### Activity:
In the data that follows, find each line containing "geocode" and copy it.

### Data provided:
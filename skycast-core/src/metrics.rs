//! Derived values computed from a report.

use rust_decimal::{Decimal, RoundingStrategy, prelude::ToPrimitive};

/// Apparent temperature from temperature, wind speed (km/h) and relative humidity (%).
///
/// Steadman's approximation, rounded to one decimal place:
/// `T + 0.33 * e - 0.7 * v - 4.0` where `e` is vapour pressure in hPa and `v` is wind in m/s.
/// The constants assume Celsius input.
pub fn compute_feels_like(temperature: f64, wind_kmh: f64, humidity_pct: f64) -> f64 {
    let wind_ms = wind_kmh / 3.6;
    let vapour_pressure =
        humidity_pct / 100.0 * 6.105 * (17.27 * temperature / (237.7 + temperature)).exp();

    round_to_tenth(temperature + 0.33 * vapour_pressure - 0.7 * wind_ms - 4.0)
}

/// Whole-degree midpoint of a day's high and low; halves round up.
pub fn average_temperature(max: f64, min: f64) -> i64 {
    ((max + min) / 2.0 + 0.5).floor() as i64
}

/// Round on the exact decimal value of `value`, halves away from zero: 0.15 is stored as
/// 0.1499.. and becomes 0.1.
fn round_to_tenth(value: f64) -> f64 {
    Decimal::from_f64_retain(value)
        .map(|d| d.round_dp_with_strategy(1, RoundingStrategy::MidpointAwayFromZero))
        .and_then(|d| d.to_f64())
        .unwrap_or(value)
}
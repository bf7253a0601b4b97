use crate::{
    Config,
    error::Result,
    model::{Coordinates, DataMode, UnitSystem, WeatherReport},
    provider::{mock::MockProvider, open_meteo::OpenMeteoProvider},
};
use async_trait::async_trait;
use std::fmt::Debug;

pub mod mock;
pub mod open_meteo;

/// Source of normalized weather reports. Callers never branch on which one they hold.
#[async_trait]
pub trait WeatherProvider: Send + Sync + Debug {
    async fn get_report(
        &self,
        coordinates: Coordinates,
        unit: UnitSystem,
    ) -> Result<WeatherReport>;
}

/// Construct the provider for a data source, using endpoints from config.
pub fn provider_for(mode: DataMode, config: &Config) -> Box<dyn WeatherProvider> {
    match mode {
        DataMode::Mock => Box::new(MockProvider::default()),
        DataMode::Live => Box::new(OpenMeteoProvider::new(config.endpoints.forecast.clone())),
    }
}

#[cfg(test)]
mod tests {
    use super::*;
    use crate::location::MockCity;
    use crate::model::FORECAST_DAYS;
    use wiremock::matchers::method;
    use wiremock::{Mock, MockServer, ResponseTemplate};

    #[tokio::test]
    async fn mock_mode_provider_needs_no_network() {
        let mut cfg = Config::default();
        cfg.endpoints.forecast = "http://127.0.0.1:9/unreachable".into();

        let provider = provider_for(DataMode::Mock, &cfg);
        let report = provider
            .get_report(MockCity::Edmonton.coordinates(), UnitSystem::Celsius)
            .await
            .expect("mock mode cannot fail");

        assert_eq!(report.daily.time.len(), FORECAST_DAYS);
        assert_eq!(report.current.temperature, 10.0);
    }

    #[tokio::test]
    async fn live_mode_provider_uses_configured_endpoint() {
        let mock_server = MockServer::start().await;

        Mock::given(method("GET"))
            .respond_with(
                ResponseTemplate::new(200)
                    .set_body_json(crate::model::tests::sample_body(UnitSystem::Celsius)),
            )
            .expect(1)
            .mount(&mock_server)
            .await;

        let mut cfg = Config::default();
        cfg.endpoints.forecast = mock_server.uri();

        let provider = provider_for(DataMode::Live, &cfg);
        let report = provider
            .get_report(MockCity::Calgary.coordinates(), UnitSystem::Celsius)
            .await
            .unwrap();

        assert_eq!(report.current.temperature, 12.4);
    }
}
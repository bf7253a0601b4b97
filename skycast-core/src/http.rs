use reqwest::Response;

use crate::error::{Result, WeatherError};

/// Read a response body, turning a non-success status into `UpstreamUnavailable`.
pub(crate) async fn success_body(res: Response, service: &str) -> Result<String> {
    let status = res.status();
    let body = res.text().await.map_err(|e| {
        WeatherError::UpstreamUnavailable(format!("Failed to read {service} response body: {e}"))
    })?;

    if !status.is_success() {
        tracing::warn!(%status, service, "upstream request failed");
        return Err(WeatherError::UpstreamUnavailable(format!(
            "{service} request failed with status {status}: {}",
            truncate_body(&body),
        )));
    }

    Ok(body)
}

pub(crate) fn truncate_body(body: &str) -> String {
    const MAX: usize = 200;
    if body.len() > MAX {
        let cut = (0..=MAX).rev().find(|i| body.is_char_boundary(*i)).unwrap_or(0);
        format!("{}...", &body[..cut])
    } else {
        body.to_string()
    }
}
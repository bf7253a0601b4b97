//! Error kinds reported to the presentation layer.

use thiserror::Error;

#[derive(Error, Debug, Clone, PartialEq, Eq)]
pub enum WeatherError {
    /// Geocoding returned no results for the requested city.
    #[error("No location found for '{0}'")]
    NoMatchFound(String),

    /// Network failure or non-success status from an upstream service.
    #[error("Upstream service unavailable: {0}")]
    UpstreamUnavailable(String),

    /// Body could not be decoded, or the daily arrays are absent or the wrong length.
    #[error("Malformed response: {0}")]
    MalformedResponse(String),
}

impl WeatherError {
    /// User-friendly error message for display.
    pub fn user_message(&self) -> String {
        match self {
            Self::NoMatchFound(city) => format!("Could not find a location named '{city}'."),
            Self::UpstreamUnavailable(_) => {
                "Weather service is unavailable. Check your connection.".to_string()
            }
            Self::MalformedResponse(_) => {
                "Weather service returned data in an unexpected format.".to_string()
            }
        }
    }

    /// Whether trying the same request again could succeed. Nothing retries automatically.
    pub fn is_retryable(&self) -> bool {
        matches!(self, Self::UpstreamUnavailable(_))
    }
}

impl From<reqwest::Error> for WeatherError {
    fn from(err: reqwest::Error) -> Self {
        Self::UpstreamUnavailable(err.to_string())
    }
}

impl From<serde_json::Error> for WeatherError {
    fn from(err: serde_json::Error) -> Self {
        Self::MalformedResponse(err.to_string())
    }
}

pub type Result<T, E = WeatherError> = std::result::Result<T, E>;
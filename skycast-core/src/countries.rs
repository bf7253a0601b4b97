//! Country and city lists used to offer selections.

use reqwest::Client;
use serde::{Deserialize, Serialize};
use tracing::instrument;

use crate::{
    error::Result,
    http,
    location::{MOCK_COUNTRY, MockCity},
    model::DataMode,
};

pub const DEFAULT_COUNTRIES_URL: &str = "https://countriesnow.space/api/v0.1/countries";

/// Country selected first in live mode when the list contains it.
const PREFERRED_COUNTRY: &str = "Canada";

#[derive(Debug, Clone, PartialEq, Eq, Serialize, Deserialize)]
pub struct Country {
    pub country: String,
    #[serde(default)]
    pub cities: Vec<String>,
}

#[derive(Debug, Deserialize)]
struct CountriesResponse {
    data: Vec<Country>,
}

#[derive(Debug, Clone)]
pub struct CountryDirectory {
    http: Client,
    countries_url: String,
}

impl Default for CountryDirectory {
    fn default() -> Self {
        Self::new(DEFAULT_COUNTRIES_URL)
    }
}

impl CountryDirectory {
    pub fn new(countries_url: impl Into<String>) -> Self {
        Self {
            http: Client::new(),
            countries_url: countries_url.into(),
        }
    }

    /// Countries and their cities available for `mode`.
    pub async fn countries(&self, mode: DataMode) -> Result<Vec<Country>> {
        match mode {
            DataMode::Mock => Ok(mock_countries()),
            DataMode::Live => self.fetch().await,
        }
    }

    #[instrument(skip(self), level = "debug")]
    async fn fetch(&self) -> Result<Vec<Country>> {
        let res = self.http.get(&self.countries_url).send().await?;
        let body = http::success_body(res, "Country list").await?;
        let parsed: CountriesResponse = serde_json::from_str(&body)?;

        tracing::debug!(count = parsed.data.len(), "loaded country list");
        Ok(parsed.data)
    }
}

pub fn mock_countries() -> Vec<Country> {
    vec![Country {
        country: MOCK_COUNTRY.to_string(),
        cities: MockCity::all().iter().map(|c| c.name().to_string()).collect(),
    }]
}

/// Cities listed for `country`, empty when it is unknown.
pub fn cities_of<'a>(countries: &'a [Country], country: &str) -> &'a [String] {
    countries
        .iter()
        .find(|c| c.country == country)
        .map(|c| c.cities.as_slice())
        .unwrap_or_default()
}

/// City selected right after a list loads.
pub fn default_city(countries: &[Country], mode: DataMode) -> Option<String> {
    match mode {
        DataMode::Mock => Some(MockCity::Calgary.name().to_string()),
        DataMode::Live => cities_of(countries, PREFERRED_COUNTRY)
            .first()
            .or_else(|| countries.iter().find_map(|c| c.cities.first()))
            .cloned(),
    }
}
//! Turn a city selection into coordinates.

use std::{fmt, str::FromStr};

use reqwest::Client;
use serde::{Deserialize, Serialize};
use tracing::instrument;

use crate::{
    error::{Result, WeatherError},
    http,
    model::{Coordinates, DataMode},
};

pub const DEFAULT_GEOCODING_URL: &str = "https://geocoding-api.open-meteo.com/v1/search";

/// Country every mock city belongs to.
pub const MOCK_COUNTRY: &str = "Canada";

/// Cities available in mock mode, with their fixed placeholder readings.
#[derive(Debug, Clone, Copy, PartialEq, Eq, Hash, Serialize, Deserialize)]
pub enum MockCity {
    Calgary,
    Edmonton,
    Toronto,
    Vancouver,
}

impl MockCity {
    pub const fn all() -> &'static [MockCity] {
        &[
            MockCity::Calgary,
            MockCity::Edmonton,
            MockCity::Toronto,
            MockCity::Vancouver,
        ]
    }

    pub fn name(&self) -> &'static str {
        match self {
            MockCity::Calgary => "Calgary",
            MockCity::Edmonton => "Edmonton",
            MockCity::Toronto => "Toronto",
            MockCity::Vancouver => "Vancouver",
        }
    }

    pub fn coordinates(&self) -> Coordinates {
        let (latitude, longitude) = match self {
            MockCity::Calgary => (51.0447, -114.0719),
            MockCity::Edmonton => (53.5461, -113.4938),
            MockCity::Toronto => (43.65107, -79.347015),
            MockCity::Vancouver => (49.2827, -123.1207),
        };
        Coordinates { latitude, longitude }
    }

    /// Current temperature and the centre of the generated daily range.
    pub fn base_temperature(&self) -> f64 {
        match self {
            MockCity::Calgary => 18.0,
            MockCity::Edmonton => 10.0,
            MockCity::Toronto => 22.0,
            MockCity::Vancouver => 16.0,
        }
    }

    /// Current wind speed in km/h.
    pub fn wind_speed(&self) -> f64 {
        match self {
            MockCity::Calgary => 12.0,
            MockCity::Edmonton => 15.0,
            MockCity::Toronto => 9.0,
            MockCity::Vancouver => 11.0,
        }
    }

    /// The table entry closest to `coordinates`.
    pub fn nearest(coordinates: &Coordinates) -> MockCity {
        Self::all()
            .iter()
            .copied()
            .min_by(|a, b| {
                let da = a.coordinates().distance_sq(coordinates);
                let db = b.coordinates().distance_sq(coordinates);
                da.total_cmp(&db)
            })
            .unwrap_or(MockCity::Calgary)
    }
}

impl fmt::Display for MockCity {
    fn fmt(&self, f: &mut fmt::Formatter<'_>) -> fmt::Result {
        f.write_str(self.name())
    }
}

impl FromStr for MockCity {
    type Err = anyhow::Error;

    fn from_str(value: &str) -> Result<Self, Self::Err> {
        Self::all()
            .iter()
            .copied()
            .find(|city| city.name().eq_ignore_ascii_case(value.trim()))
            .ok_or_else(|| {
                anyhow::anyhow!(
                    "Unknown mock city '{value}'. Supported cities: Calgary, Edmonton, Toronto, Vancouver."
                )
            })
    }
}

/// What the user picked, interpreted for the active data source.
#[derive(Debug, Clone, PartialEq, Eq)]
pub enum Selection {
    Mock(MockCity),
    Live(String),
}

impl Selection {
    /// Interpret a city name for `mode`. A name outside the mock table is reported as
    /// `NoMatchFound` rather than aborting the session.
    pub fn for_mode(mode: DataMode, city: &str) -> Result<Self> {
        match mode {
            DataMode::Mock => city
                .parse::<MockCity>()
                .map(Selection::Mock)
                .map_err(|_| WeatherError::NoMatchFound(city.to_string())),
            DataMode::Live => Ok(Selection::Live(city.to_string())),
        }
    }
}

#[derive(Debug, Deserialize)]
struct GeoResult {
    latitude: f64,
    longitude: f64,
}

#[derive(Debug, Deserialize)]
struct GeoResponse {
    // Absent when nothing matched.
    #[serde(default)]
    results: Vec<GeoResult>,
}

#[derive(Debug, Clone)]
pub struct LocationResolver {
    http: Client,
    geocoding_url: String,
}

impl Default for LocationResolver {
    fn default() -> Self {
        Self::new(DEFAULT_GEOCODING_URL)
    }
}

impl LocationResolver {
    pub fn new(geocoding_url: impl Into<String>) -> Self {
        Self {
            http: Client::new(),
            geocoding_url: geocoding_url.into(),
        }
    }

    pub async fn resolve(&self, selection: &Selection) -> Result<Coordinates> {
        match selection {
            Selection::Mock(city) => Ok(city.coordinates()),
            Selection::Live(name) => self.geocode(name).await,
        }
    }

    #[instrument(skip(self), level = "debug")]
    async fn geocode(&self, city: &str) -> Result<Coordinates> {
        let res = self
            .http
            .get(&self.geocoding_url)
            .query(&[("name", city), ("count", "1")])
            .send()
            .await?;

        let body = http::success_body(res, "Geocoding").await?;
        let parsed: GeoResponse = serde_json::from_str(&body)?;

        let first = parsed
            .results
            .first()
            .ok_or_else(|| WeatherError::NoMatchFound(city.to_string()))?;

        let coordinates = Coordinates::new(first.latitude, first.longitude)?;
        tracing::info!(city, %coordinates, "resolved location");
        Ok(coordinates)
    }
}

### Written answer:
            Selection::Live(name) => self.geocode(name).await,
    async fn geocode(&self, city: &str) -> Result<Coordinates> {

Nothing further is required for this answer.